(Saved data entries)

//! Block-comment skipping over the token stream.
//!
//! Spyre has no comment syntax at the lexer level; `/* ... */` block
//! comments are recognized here, by the parser, as a `Slash`, `Star` token
//! pair opening the comment and a `Star`, `Slash` pair closing it. This runs
//! once over the full token vector before parsing begins, rather than being
//! interleaved into every token-advancing helper — equivalent in effect to
//! skipping the comment tokens during the walk, simpler to implement
//! correctly, and it keeps every downstream `TokenRange` a contiguous index
//! range into a single comment-free vector.

use super::ParseError;
use crate::token::{Token, TokenKind};

pub(super) fn strip_block_comments(tokens: Vec<Token>) -> Result<Vec<Token>, ParseError> {
    let mut out = Vec::with_capacity(tokens.len());
    let mut i = 0;
    while i < tokens.len() {
        let is_open = matches!(tokens[i].kind, TokenKind::Slash)
            && tokens
                .get(i + 1)
                .is_some_and(|t| matches!(t.kind, TokenKind::Star));
        if !is_open {
            out.push(tokens[i].clone());
            i += 1;
            continue;
        }
        let open_line = tokens[i].span.line;
        let mut j = i + 2;
        let mut closed = false;
        while j + 1 < tokens.len() {
            if matches!(tokens[j].kind, TokenKind::Star)
                && matches!(tokens[j + 1].kind, TokenKind::Slash)
            {
                closed = true;
                break;
            }
            j += 1;
        }
        if !closed {
            return Err(ParseError::new("unterminated block comment", open_line));
        }
        i = j + 2;
    }
    Ok(out)
}

#[cfg(test)]
mod tests {
    use super::*;
    use crate::lexer::Lexer;

    fn lex(src: &str) -> Vec<Token> {
        Lexer::new(src).tokenize().unwrap()
    }

    #[test]
    fn strips_a_block_comment() {
        let tokens = lex("a /* comment */ b");
        let stripped = strip_block_comments(tokens).unwrap();
        assert_eq!(stripped.len(), 3); // a, b, Eof
    }

    #[test]
    fn unterminated_block_comment_is_an_error() {
        let tokens = lex("a /* comment");
        assert!(strip_block_comments(tokens).is_err());
    }

    #[test]
    fn division_is_not_mistaken_for_a_comment() {
        let tokens = lex("a / b");
        let stripped = strip_block_comments(tokens).unwrap();
        assert_eq!(stripped.len(), 4); // a, /, b, Eof
    }
}
//! Lexical analysis error types.
//!
//! This module defines [`LexError`], which represents errors that can occur
//! during tokenization.

use crate::token::Span;

/// An error that occurred during lexical analysis.
///
/// `LexError` contains a human-readable message and the source location
/// where the error occurred, enabling rich error reporting with tools
/// like [`ariadne`].
///
/// [`ariadne`]: https://docs.rs/ariadne
#[derive(Debug)]
pub struct LexError {
    /// A human-readable description of the error.
    pub message: String,
    /// The source location where the error occurred.
    pub span: Span,
}

impl std::fmt::Display for LexError {
    fn fmt(&self, f: &mut std::fmt::Formatter<'_>) -> std::fmt::Result {
        write!(
            f,
            "{}:{}: {}",
            self.span.line, self.span.column, self.message
        )
    }
}

impl std::error::Error for LexError {}
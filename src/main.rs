//! The Spyre compiler CLI.
//!
//! ```text
//! spyre build <FILE> [-o <OUTPUT>]   # compile FILE, write the bytecode listing
//! spyre check <FILE>                 # compile FILE, report diagnostics, discard output
//! ```
//!
//! There is no linking or execution step: Spyre's output is a textual
//! bytecode listing for a separate VM, not a native binary.

use clap::{Parser, Subcommand};
use std::path::{Path, PathBuf};
use std::process::ExitCode;
use tracing_subscriber::EnvFilter;

#[derive(Parser)]
#[command(name = "spyre")]
#[command(about = "The Spyre programming language compiler", long_about = None)]
struct Cli {
    #[command(subcommand)]
    command: Commands,
}

#[derive(Subcommand)]
enum Commands {
    /// Compile a Spyre source file into a bytecode listing.
    Build {
        /// The source file to compile (e.g. `hello.spy`).
        file: PathBuf,
        /// Output path for the bytecode listing. Defaults to `file` with
        /// its extension replaced by `.asm`.
        #[arg(short, long)]
        output: Option<PathBuf>,
    },
    /// Run the full pipeline and report diagnostics, discarding the output.
    Check {
        /// The source file to check (e.g. `hello.spy`).
        file: PathBuf,
    },
}

fn init_logging() {
    let filter = EnvFilter::try_from_default_env().unwrap_or_else(|_| EnvFilter::new("info"));
    tracing_subscriber::fmt()
        .with_env_filter(filter)
        .with_target(false)
        .init();
}

fn default_output_path(input: &Path) -> PathBuf {
    input.with_extension("asm")
}

fn main() -> ExitCode {
    init_logging();
    let cli = Cli::parse();

    match cli.command {
        Commands::Build { file, output } => {
            let output = output.unwrap_or_else(|| default_output_path(&file));
            run_build(&file, &output)
        }
        Commands::Check { file } => run_check(&file),
    }
}

fn run_build(input: &Path, output: &Path) -> ExitCode {
    tracing::info!(input = %input.display(), output = %output.display(), "compiling");
    match spyre::compile(input, output) {
        Ok(()) => ExitCode::SUCCESS,
        Err(e) => report_and_fail(input, &e),
    }
}

fn run_check(input: &Path) -> ExitCode {
    tracing::info!(input = %input.display(), "checking");
    let source = match std::fs::read_to_string(input) {
        Ok(source) => source,
        Err(e) => {
            eprintln!("couldn't read input file '{}': {e}", input.display());
            return ExitCode::FAILURE;
        }
    };
    match spyre::check(&source) {
        Ok(()) => ExitCode::SUCCESS,
        Err(e) => {
            spyre::diagnostics::report_error(&input.display().to_string(), &source, &e);
            ExitCode::FAILURE
        }
    }
}

/// Re-reads the source (best-effort) so a pretty `ariadne` report can be
/// rendered even though [`spyre::compile`] only returns the error, not the
/// source text — matching the "couldn't open output file" wording when the
/// failure is an I/O error rather than a source diagnostic.
fn report_and_fail(input: &Path, error: &spyre::CompileError) -> ExitCode {
    match std::fs::read_to_string(input) {
        Ok(source) => {
            spyre::diagnostics::report_error(&input.display().to_string(), &source, error)
        }
        Err(_) => eprintln!("{error}"),
    }
    ExitCode::FAILURE
}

- _Instructions to follow_
Repeat each record verbatim.

- _Response box_
//! Block-comment skipping over the token stream.
//!
//! Spyre has no comment syntax at the lexer level; `/* ... */` block
//! comments are recognized here, by the parser, as a `Slash`, `Star` token
//! pair opening the comment and a `Star`, `Slash` pair closing it. This runs
//! once over the full token vector before parsing begins, rather than being
//! interleaved into every token-advancing helper — equivalent in effect to
//! skipping the comment tokens during the walk, simpler to implement
//! correctly, and it keeps every downstream `TokenRange` a contiguous index
//! range into a single comment-free vector.

use super::ParseError;
use crate::token::{Token, TokenKind};

pub(super) fn strip_block_comments(tokens: Vec<Token>) -> Result<Vec<Token>, ParseError> {
    let mut out = Vec::with_capacity(tokens.len());
    let mut i = 0;
    while i < tokens.len() {
        let is_open = matches!(tokens[i].kind, TokenKind::Slash)
            && tokens
                .get(i + 1)
                .is_some_and(|t| matches!(t.kind, TokenKind::Star));
        if !is_open {
            out.push(tokens[i].clone());
            i += 1;
            continue;
        }
        let open_line = tokens[i].span.line;
        let mut j = i + 2;
        let mut closed = false;
        while j + 1 < tokens.len() {
            if matches!(tokens[j].kind, TokenKind::Star)
                && matches!(tokens[j + 1].kind, TokenKind::Slash)
            {
                closed = true;
                break;
            }
            j += 1;
        }
        if !closed {
            return Err(ParseError::new("unterminated block comment", open_line));
        }
        i = j + 2;
    }
    Ok(out)
}

#[cfg(test)]
mod tests {
    use super::*;
    use crate::lexer::Lexer;

    fn lex(src: &str) -> Vec<Token> {
        Lexer::new(src).tokenize().unwrap()
    }

    #[test]
    fn strips_a_block_comment() {
        let tokens = lex("a /* comment */ b");
        let stripped = strip_block_comments(tokens).unwrap();
        assert_eq!(stripped.len(), 3); // a, b, Eof
    }

    #[test]
    fn unterminated_block_comment_is_an_error() {
        let tokens = lex("a /* comment");
        assert!(strip_block_comments(tokens).is_err());
    }

    #[test]
    fn division_is_not_mistaken_for_a_comment() {
        let tokens = lex("a / b");
        let stripped = strip_block_comments(tokens).unwrap();
        assert_eq!(stripped.len(), 4); // a, /, b, Eof
    }
}
//! Lexical analysis error types.
//!
//! This module defines [`LexError`], which represents errors that can occur
//! during tokenization.

use crate::token::Span;

/// An error that occurred during lexical analysis.
///
/// `LexError` contains a human-readable message and the source location
/// where the error occurred, enabling rich error reporting with tools
/// like [`ariadne`].
///
/// [`ariadne`]: https://docs.rs/ariadne
#[derive(Debug)]
pub struct LexError {
    /// A human-readable description of the error.
    pub message: String,
    /// The source location where the error occurred.
    pub span: Span,
}

impl std::fmt::Display for LexError {
    fn fmt(&self, f: &mut std::fmt::Formatter<'_>) -> std::fmt::Result {
        write!(
            f,
            "{}:{}: {}",
            self.span.line, self.span.column, self.message
        )
    }
}

impl std::error::Error for LexError {}
filename src/main.rs
//! The Spyre compiler CLI.
//!
//! ```text
//! spyre build <FILE> [-o <OUTPUT>]   # compile FILE, write the bytecode listing
//! spyre check <FILE>                 # compile FILE, report diagnostics, discard output
//! ```
//!
//! There is no linking or execution step: Spyre's output is a textual
//! bytecode listing for a separate VM, not a native binary.

use clap::{Parser, Subcommand};
use std::path::{Path, PathBuf};
use std::process::ExitCode;
use tracing_subscriber::EnvFilter;

#[derive(Parser)]
#[command(name = "spyre")]
#[command(about = "The Spyre programming language compiler", long_about = None)]
struct Cli {
    #[command(subcommand)]
    command: Commands,
}

#[derive(Subcommand)]
enum Commands {
    /// Compile a Spyre source file into a bytecode listing.
    Build {
        /// The source file to compile (e.g. `hello.spy`).
        file: PathBuf,
        /// Output path for the bytecode listing. Defaults to `file` with
        /// its extension replaced by `.asm`.
        #[arg(short, long)]
        output: Option<PathBuf>,
    },
    /// Run the full pipeline and report diagnostics, discarding the output.
    Check {
        /// The source file to check (e.g. `hello.spy`).
        file: PathBuf,
    },
}

fn init_logging() {
    let filter = EnvFilter::try_from_default_env().unwrap_or_else(|_| EnvFilter::new("info"));
    tracing_subscriber::fmt()
        .with_env_filter(filter)
        .with_target(false)
        .init();
}

fn default_output_path(input: &Path) -> PathBuf {
    input.with_extension("asm")
}

fn main() -> ExitCode {
    init_logging();
    let cli = Cli::parse();

    match cli.command {
        Commands::Build { file, output } => {
            let output = output.unwrap_or_else(|| default_output_path(&file));
            run_build(&file, &output)
        }
        Commands::Check { file } => run_check(&file),
    }
}

fn run_build(input: &Path, output: &Path) -> ExitCode {
    tracing::info!(input = %input.display(), output = %output.display(), "compiling");
    match spyre::compile(input, output) {
        Ok(()) => ExitCode::SUCCESS,
        Err(e) => report_and_fail(input, &e),
    }
}

fn run_check(input: &Path) -> ExitCode {
    tracing::info!(input = %input.display(), "checking");
    let source = match std::fs::read_to_string(input) {
        Ok(source) => source,
        Err(e) => {
            eprintln!("couldn't read input file '{}': {e}", input.display());
            return ExitCode::FAILURE;
        }
    };
    match spyre::check(&source) {
        Ok(()) => ExitCode::SUCCESS,
        Err(e) => {
            spyre::diagnostics::report_error(&input.display().to_string(), &source, &e);
            ExitCode::FAILURE
        }
    }
}

/// Re-reads the source (best-effort) so a pretty `ariadne` report can be
/// rendered even though [`spyre::compile`] only returns the error, not the
/// source text — matching the "couldn't open output file" wording when the
/// failure is an I/O error rather than a source diagnostic.
fn report_and_fail(input: &Path, error: &spyre::CompileError) -> ExitCode {
    match std::fs::read_to_string(input) {
        Ok(source) => {
            spyre::diagnostics::report_error(&input.display().to_string(), &source, error)
        }
        Err(_) => eprintln!("{error}"),
    }
    ExitCode::FAILURE
}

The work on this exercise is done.